Crocodile Creek
Postcode: 4702
A tiny rural retreat which is now little more than a collection of houses and a pub.
Located 662 km north of Brisbane and 21 km west of Rockhampton, Bouldercombe is a tiny rural retreat which is now little more than a loose collection of houses and a pub. It essentially functions as a commuter settlement for Rockhampton – a kind of rural equivalent of the settlements on the coast at Yeppoon and Emu Park. The only hint of its past glory as an important goldrush township is the existence of a Goldfields rural residential subdivision.

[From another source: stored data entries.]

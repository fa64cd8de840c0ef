//! CLI entrypoint for the Egret regular-expression checker.
//!
//! The binary delegates to [`egret_cli::run`], which loads configuration,
//! parses the command line, drives the analysis engine, and renders the
//! report.

use std::io::{self, StderrLock, StdinLock, StdoutLock};
use std::process::ExitCode;

fn main() -> ExitCode {
    let mut stdin: StdinLock<'_> = io::stdin().lock();
    let mut stdout: StdoutLock<'_> = io::stdout().lock();
    let mut stderr: StderrLock<'_> = io::stderr().lock();
    egret_cli::run(std::env::args_os(), &mut stdin, &mut stdout, &mut stderr)
}
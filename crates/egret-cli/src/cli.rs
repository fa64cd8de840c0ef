//! CLI argument definitions for the `egret` binary.

use camino::Utf8PathBuf;
use clap::{Args, Parser, Subcommand, ValueEnum};

/// Output format selection for reports.
#[derive(Clone, Copy, Debug, Default, Eq, PartialEq, ValueEnum)]
pub enum OutputFormat {
    /// Selects `human` for terminal output and `json` for redirected output.
    #[default]
    Auto,
    /// Always render the plain-text report.
    Human,
    /// Always emit a JSON document.
    Json,
}

/// Command-line interface for the Egret checker.
#[derive(Parser, Debug)]
#[command(name = "egret", version, disable_help_subcommand = true)]
pub(crate) struct Cli {
    /// Controls how the report is rendered.
    #[arg(long, value_enum, default_value_t = OutputFormat::Auto, global = true)]
    pub(crate) output: OutputFormat,
    /// The action to perform.
    #[command(subcommand)]
    pub(crate) command: CliCommand,
}

/// Actions supported by the binary.
#[derive(Subcommand, Debug, Clone)]
pub(crate) enum CliCommand {
    /// Generates test strings and sorts them into matches and non-matches.
    Generate(GenerateArgs),
    /// Checks a pattern and prints the validated alert report.
    Check(CheckArgs),
    /// Tests one string against a pattern.
    Test(TestArgs),
}

/// Where the pattern comes from; with neither flag it is read from stdin.
#[derive(Args, Debug, Clone, Default)]
pub(crate) struct PatternArgs {
    /// The regular expression to analyse.
    #[arg(short = 'r', long, conflicts_with = "file")]
    pub(crate) regex: Option<String>,
    /// File whose first line is the pattern and whose optional second line
    /// is a description.
    #[arg(short = 'f', long, value_name = "PATH")]
    pub(crate) file: Option<Utf8PathBuf>,
}

/// Flags shared by the engine-driven commands.
#[derive(Args, Debug, Clone, Default)]
pub(crate) struct ReportArgs {
    /// Writes the report to a file instead of stdout.
    #[arg(short = 'o', long, value_name = "PATH")]
    pub(crate) output_file: Option<Utf8PathBuf>,
    /// Asks the engine for debugging output.
    #[arg(short = 'd', long)]
    pub(crate) debug: bool,
    /// Asks for match statistics.
    #[arg(short = 's', long)]
    pub(crate) stats: bool,
}

/// Arguments of `egret generate`.
#[derive(Args, Debug, Clone, Default)]
pub(crate) struct GenerateArgs {
    #[command(flatten)]
    pub(crate) pattern: PatternArgs,
    #[command(flatten)]
    pub(crate) report: ReportArgs,
    /// Seed substring for generated strings.
    #[arg(short = 'b', long, value_name = "TEXT")]
    pub(crate) base_substring: Option<String>,
    /// Shows the capture groups of every match.
    #[arg(short = 'g', long)]
    pub(crate) groups: bool,
    /// Shows only named capture groups.
    #[arg(short = 'n', long)]
    pub(crate) named_groups: bool,
    /// Adds a string of your own to the classification; repeatable.
    #[arg(short = 't', long = "test-string", value_name = "TEXT")]
    pub(crate) test_strings: Vec<String>,
}

/// Arguments of `egret check`.
#[derive(Args, Debug, Clone, Default)]
pub(crate) struct CheckArgs {
    #[command(flatten)]
    pub(crate) pattern: PatternArgs,
    #[command(flatten)]
    pub(crate) report: ReportArgs,
    /// Keeps examples and fixes that fail validation, with a notice.
    #[arg(short = 'w', long)]
    pub(crate) warn: bool,
}

/// Arguments of `egret test`.
#[derive(Args, Debug, Clone)]
pub(crate) struct TestArgs {
    #[command(flatten)]
    pub(crate) pattern: PatternArgs,
    /// The string to test.
    #[arg(value_name = "STRING")]
    pub(crate) candidate: String,
}

impl OutputFormat {
    /// Resolves `auto` based on whether stdout is a terminal.
    #[must_use]
    pub const fn resolve(self, stdout_is_terminal: bool) -> ResolvedOutputFormat {
        match self {
            Self::Auto => {
                if stdout_is_terminal {
                    ResolvedOutputFormat::Human
                } else {
                    ResolvedOutputFormat::Json
                }
            }
            Self::Human => ResolvedOutputFormat::Human,
            Self::Json => ResolvedOutputFormat::Json,
        }
    }
}

/// Output format after resolving `auto`.
#[derive(Clone, Copy, Debug, Eq, PartialEq)]
pub enum ResolvedOutputFormat {
    /// Plain-text report.
    Human,
    /// JSON document.
    Json,
}
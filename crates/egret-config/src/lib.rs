//! Layered configuration for the Egret command-line tool.
//!
//! Values are merged by `ortho_config` from, in increasing precedence,
//! built-in defaults, a TOML configuration file (`--config-path` or
//! `EGRET_CONFIG_PATH`), `EGRET_*` environment variables, and command-line
//! flags. Every key is optional; the accessors fall back to the defaults in
//! [`defaults`](crate::default_log_filter).

mod defaults;
mod logging;

use camino::{Utf8Path, Utf8PathBuf};
use ortho_config::OrthoConfig;
use serde::{Deserialize, Serialize};

pub use defaults::{
    DEFAULT_ENGINE_PROGRAM, DEFAULT_LOG_FILTER, default_engine_program, default_log_filter,
    default_log_format,
};
pub use logging::{LogFormat, LogFormatParseError};

/// Resolved configuration.
#[derive(Debug, Clone, Default, PartialEq, Eq, Deserialize, Serialize, OrthoConfig)]
#[ortho_config(prefix = "EGRET")]
pub struct Config {
    /// Tracing filter directive, for example `egret_core=debug`.
    #[serde(default, skip_serializing_if = "Option::is_none")]
    log_filter: Option<String>,
    /// Output format of diagnostic logs.
    #[serde(default, skip_serializing_if = "Option::is_none")]
    log_format: Option<LogFormat>,
    /// Analysis engine executable.
    #[serde(default, skip_serializing_if = "Option::is_none")]
    engine_program: Option<Utf8PathBuf>,
    /// Extra arguments placed before the request flags on every engine
    /// invocation.
    #[serde(default, skip_serializing_if = "Vec::is_empty")]
    engine_args: Vec<String>,
    /// Seed substring for generated strings.
    #[serde(default, skip_serializing_if = "Option::is_none")]
    base_substring: Option<String>,
}

impl Config {
    /// Returns the log filter expression.
    #[must_use]
    pub fn log_filter(&self) -> &str {
        self.log_filter.as_deref().unwrap_or(DEFAULT_LOG_FILTER)
    }

    /// Returns the log output format.
    #[must_use]
    pub fn log_format(&self) -> LogFormat {
        self.log_format.unwrap_or_else(default_log_format)
    }

    /// Returns the engine executable.
    #[must_use]
    pub fn engine_program(&self) -> &Utf8Path {
        self.engine_program
            .as_deref()
            .unwrap_or_else(|| default_engine_program())
    }

    /// Returns the extra engine arguments.
    #[must_use]
    pub fn engine_args(&self) -> &[String] {
        &self.engine_args
    }

    /// Returns the configured base substring, if any.
    #[must_use]
    pub fn base_substring(&self) -> Option<&str> {
        self.base_substring.as_deref()
    }

    /// Replaces the engine executable and its leading arguments.
    #[must_use]
    pub fn with_engine(mut self, program: impl Into<Utf8PathBuf>, args: Vec<String>) -> Self {
        self.engine_program = Some(program.into());
        self.engine_args = args;
        self
    }

    /// Replaces the log filter expression.
    #[must_use]
    pub fn with_log_filter(mut self, filter: impl Into<String>) -> Self {
        self.log_filter = Some(filter.into());
        self
    }

    /// Replaces the base substring handed to the engine.
    #[must_use]
    pub fn with_base_substring(mut self, base_substring: impl Into<String>) -> Self {
        self.base_substring = Some(base_substring.into());
        self
    }
}
//! Behavioural tests for `egret_core`.
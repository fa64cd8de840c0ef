//! Capture-group tables for matched strings.
//!
//! The group scheme is discovered once from the first matched string and
//! then applied to every row. Named groups are ordered by where each group
//! is defined in the pattern source, reading left to right, rather than by
//! whatever order the regex engine reports them in.

use serde::Serialize;
use tracing::debug;

use crate::error::CoreError;
use crate::pattern::Pattern;

const GROUPS_TARGET: &str = "egret_core::groups";

/// Label of the leading column holding the matched string.
pub const STRING_COLUMN: &str = "String";

/// Which groups the caller wants tabulated.
#[derive(Debug, Clone, Copy, Default, PartialEq, Eq)]
pub enum GroupSelection {
    /// Named groups if any, otherwise positional groups.
    #[default]
    All,
    /// Only named groups; positional-only patterns produce no table.
    NamedOnly,
}

/// How group values are labelled and ordered for one run.
#[derive(Debug, Clone, PartialEq, Eq)]
pub enum GroupScheme {
    /// The pattern has no capturing groups.
    None,
    /// Unnamed groups, labelled by zero-based index.
    Positional(usize),
    /// Named groups in source-definition order.
    Named(Vec<String>),
}

impl GroupScheme {
    /// Column labels for the groups, excluding the leading string column.
    #[must_use]
    pub fn labels(&self) -> Vec<String> {
        match self {
            Self::None => Vec::new(),
            Self::Positional(count) => (0..*count).map(|index| index.to_string()).collect(),
            Self::Named(names) => names.clone(),
        }
    }
}

/// One matched string and its group values.
#[derive(Debug, Clone, PartialEq, Eq, Serialize)]
pub struct GroupRow {
    /// The matched string.
    pub string: String,
    /// Group values in header order; `None` for groups that did not
    /// participate in the match.
    pub values: Vec<Option<String>>,
}

/// A header and one row per matched string.
#[derive(Debug, Clone, PartialEq, Eq, Serialize)]
pub struct GroupTable {
    header: Vec<String>,
    rows: Vec<GroupRow>,
}

impl GroupTable {
    /// Column labels, starting with [`STRING_COLUMN`].
    #[must_use]
    pub fn header(&self) -> &[String] {
        &self.header
    }

    /// Rows in the order the matched strings were supplied.
    #[must_use]
    pub fn rows(&self) -> &[GroupRow] {
        &self.rows
    }

    /// Number of group columns, excluding the string column.
    #[must_use]
    pub fn group_count(&self) -> usize {
        self.header.len().saturating_sub(1)
    }
}

/// Result of group extraction.
#[derive(Debug, Clone, PartialEq, Eq, Serialize)]
#[serde(tag = "kind", content = "table", rename_all = "snake_case")]
pub enum GroupExtraction {
    /// No matched strings were supplied.
    NoMatches,
    /// The pattern has no groups to display (for the requested selection).
    NoCapturingGroups,
    /// The extracted table.
    Table(GroupTable),
}

/// Builds the capture-group table for strings known to match `pattern`.
///
/// # Errors
///
/// Returns [`CoreError::NotAMatch`] when one of `matches` does not fully
/// match the pattern.
///
/// # Example
///
/// ```
/// use egret_core::{GroupExtraction, GroupSelection, Pattern, extract_groups};
///
/// let pattern = Pattern::compile("(?P<b>x)(?P<a>y)")?;
/// let extraction = extract_groups(&pattern, &["xy"], GroupSelection::All)?;
/// let GroupExtraction::Table(table) = extraction else {
///     panic!("expected a group table");
/// };
/// assert_eq!(table.header(), ["String", "b", "a"]);
/// # Ok::<(), egret_core::CoreError>(())
/// ```
pub fn extract_groups<S: AsRef<str>>(
    pattern: &Pattern,
    matches: &[S],
    selection: GroupSelection,
) -> Result<GroupExtraction, CoreError> {
    let Some(first) = matches.first() else {
        return Ok(GroupExtraction::NoMatches);
    };

    let scheme = discover_scheme(pattern, first.as_ref(), selection)?;
    debug!(target: GROUPS_TARGET, ?scheme, "discovered group scheme");
    if scheme == GroupScheme::None {
        return Ok(GroupExtraction::NoCapturingGroups);
    }

    let rows = matches
        .iter()
        .map(|candidate| project_row(pattern, candidate.as_ref(), &scheme))
        .collect::<Result<Vec<_>, _>>()?;

    let mut header = vec![String::from(STRING_COLUMN)];
    header.extend(scheme.labels());
    Ok(GroupExtraction::Table(GroupTable { header, rows }))
}

/// Determines the group scheme from the first matched string.
///
/// # Errors
///
/// Returns [`CoreError::NotAMatch`] when `first` does not fully match.
pub fn discover_scheme(
    pattern: &Pattern,
    first: &str,
    selection: GroupSelection,
) -> Result<GroupScheme, CoreError> {
    let captures = pattern.captures(first).ok_or_else(|| CoreError::NotAMatch {
        candidate: first.to_owned(),
    })?;

    if !captures.named().is_empty() {
        let names = captures.named().iter().map(|(name, _)| name.as_str());
        return Ok(GroupScheme::Named(order_by_definition(pattern.source(), names)));
    }
    if captures.positional().is_empty() || selection == GroupSelection::NamedOnly {
        return Ok(GroupScheme::None);
    }
    Ok(GroupScheme::Positional(captures.positional().len()))
}

/// Orders group names by the offset of their defining construct in
/// `source`.
///
/// Names whose definition cannot be located keep their relative order and
/// sort after the located ones.
#[must_use]
pub fn order_by_definition<'a, I>(source: &str, names: I) -> Vec<String>
where
    I: IntoIterator<Item = &'a str>,
{
    let mut located: Vec<(usize, usize, &str)> = names
        .into_iter()
        .enumerate()
        .map(|(index, name)| {
            let offset = definition_offset(source, name).unwrap_or(usize::MAX);
            (offset, index, name)
        })
        .collect();
    located.sort_unstable();
    located
        .into_iter()
        .map(|(_, _, name)| name.to_owned())
        .collect()
}

fn definition_offset(source: &str, name: &str) -> Option<usize> {
    source
        .find(&format!("(?P<{name}>"))
        .or_else(|| source.find(&format!("(?<{name}>")))
}

fn project_row(
    pattern: &Pattern,
    candidate: &str,
    scheme: &GroupScheme,
) -> Result<GroupRow, CoreError> {
    let captures = pattern
        .captures(candidate)
        .ok_or_else(|| CoreError::NotAMatch {
            candidate: candidate.to_owned(),
        })?;

    let values = match scheme {
        GroupScheme::None => Vec::new(),
        GroupScheme::Positional(_) => captures.positional().to_vec(),
        GroupScheme::Named(names) => names
            .iter()
            .map(|name| captures.value_of(name).map(str::to_owned))
            .collect(),
    };
    Ok(GroupRow {
        string: candidate.to_owned(),
        values,
    })
}

#[cfg(test)]
mod tests {
    use rstest::rstest;

    use super::*;
    use crate::classify::classify;

    fn compiled(source: &str) -> Pattern {
        Pattern::compile(source).expect("pattern compiles")
    }

    fn table(extraction: GroupExtraction) -> GroupTable {
        match extraction {
            GroupExtraction::Table(table) => table,
            other => panic!("expected a table, got {other:?}"),
        }
    }

    #[test]
    fn named_groups_follow_source_order() {
        let pattern = compiled("(?P<b>x)(?P<a>y)");
        let result =
            table(extract_groups(&pattern, &["xy"], GroupSelection::All).expect("extract"));
        assert_eq!(result.header(), ["String", "b", "a"]);
        assert_eq!(
            result.rows(),
            [GroupRow {
                string: String::from("xy"),
                values: vec![Some(String::from("x")), Some(String::from("y"))],
            }]
        );
    }

    #[test]
    fn order_ignores_the_name_iteration_order() {
        let ordered =
            order_by_definition("(?P<zed>a)(?P<alpha>b)(?P<mid>c)", ["alpha", "mid", "zed"]);
        assert_eq!(ordered, ["zed", "alpha", "mid"]);
    }

    #[test]
    fn name_prefixes_do_not_collide() {
        let ordered = order_by_definition("(?P<ab>x)(?P<a>y)", ["a", "ab"]);
        assert_eq!(ordered, ["ab", "a"]);
    }

    #[test]
    fn angle_bracket_syntax_is_located() {
        let ordered = order_by_definition("(?<second>x)(?P<first>y)", ["first", "second"]);
        assert_eq!(ordered, ["second", "first"]);
    }

    #[test]
    fn positional_groups_are_labelled_by_index() {
        let pattern = compiled("(a)(b)?");
        let result =
            table(extract_groups(&pattern, &["a", "ab"], GroupSelection::All).expect("extract"));
        assert_eq!(result.header(), ["String", "0", "1"]);
        let values: Vec<_> = result.rows().iter().map(|row| row.values.clone()).collect();
        assert_eq!(
            values,
            [
                vec![Some(String::from("a")), None],
                vec![Some(String::from("a")), Some(String::from("b"))],
            ]
        );
    }

    #[test]
    fn named_only_skips_positional_patterns() {
        let pattern = compiled("(a)");
        let extraction =
            extract_groups(&pattern, &["a"], GroupSelection::NamedOnly).expect("extract");
        assert_eq!(extraction, GroupExtraction::NoCapturingGroups);
    }

    #[test]
    fn named_groups_exclude_unnamed_columns() {
        let pattern = compiled("(x)(?P<tail>y)");
        let result =
            table(extract_groups(&pattern, &["xy"], GroupSelection::All).expect("extract"));
        assert_eq!(result.header(), ["String", "tail"]);
        assert_eq!(result.group_count(), 1);
    }

    #[rstest]
    #[case::no_groups("a+")]
    #[case::non_capturing("(?:a)+")]
    fn patterns_without_groups_signal_no_capturing_groups(#[case] source: &str) {
        let pattern = compiled(source);
        let classification = classify(&pattern, ["a", "aa", "b"], Vec::<String>::new());
        let extraction = extract_groups(&pattern, classification.matches(), GroupSelection::All)
            .expect("extract");
        assert_eq!(extraction, GroupExtraction::NoCapturingGroups);
    }

    #[test]
    fn empty_match_list_is_not_a_group_signal() {
        let pattern = compiled("(a)");
        let extraction =
            extract_groups::<&str>(&pattern, &[], GroupSelection::All).expect("extract");
        assert_eq!(extraction, GroupExtraction::NoMatches);
    }

    #[test]
    fn rows_keep_caller_order() {
        let pattern = compiled("(?P<n>[0-9]+)");
        let extraction =
            extract_groups(&pattern, &["9", "10", "1"], GroupSelection::All).expect("extract");
        let result = table(extraction);
        let strings: Vec<&str> = result.rows().iter().map(|row| row.string.as_str()).collect();
        assert_eq!(strings, ["9", "10", "1"]);
    }

    #[test]
    fn non_matching_string_is_an_error() {
        let pattern = compiled("(a)");
        let error = extract_groups(&pattern, &["a", "b"], GroupSelection::All)
            .expect_err("b does not match");
        assert!(matches!(error, CoreError::NotAMatch { ref candidate } if candidate == "b"));
    }
}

Gold was discovered at Crocodile Creek in 1865 and this was the name initially given to the nascent township. Within a year, a town of 2000 miners had sprung up but its fortunes waxed and waned. By 1876 the population had been reduced to 149. However, with the establishment of the Usher Reef mine in 1897, the population increased to over 1000. It dropped back again, only to be revitalised in 1934 by the arrival of the Crocodile Creek Gold Dredging Co which, ironically, accumulated 1100 ounces from alluvial washing in 1935. It was the largest gold extraction in the history of the field. The dredging operation stopped in 1946 and there has been no further mining in the area. Today the only gold to be made is by land developers hoping to attract people to this pleasant rural retreat.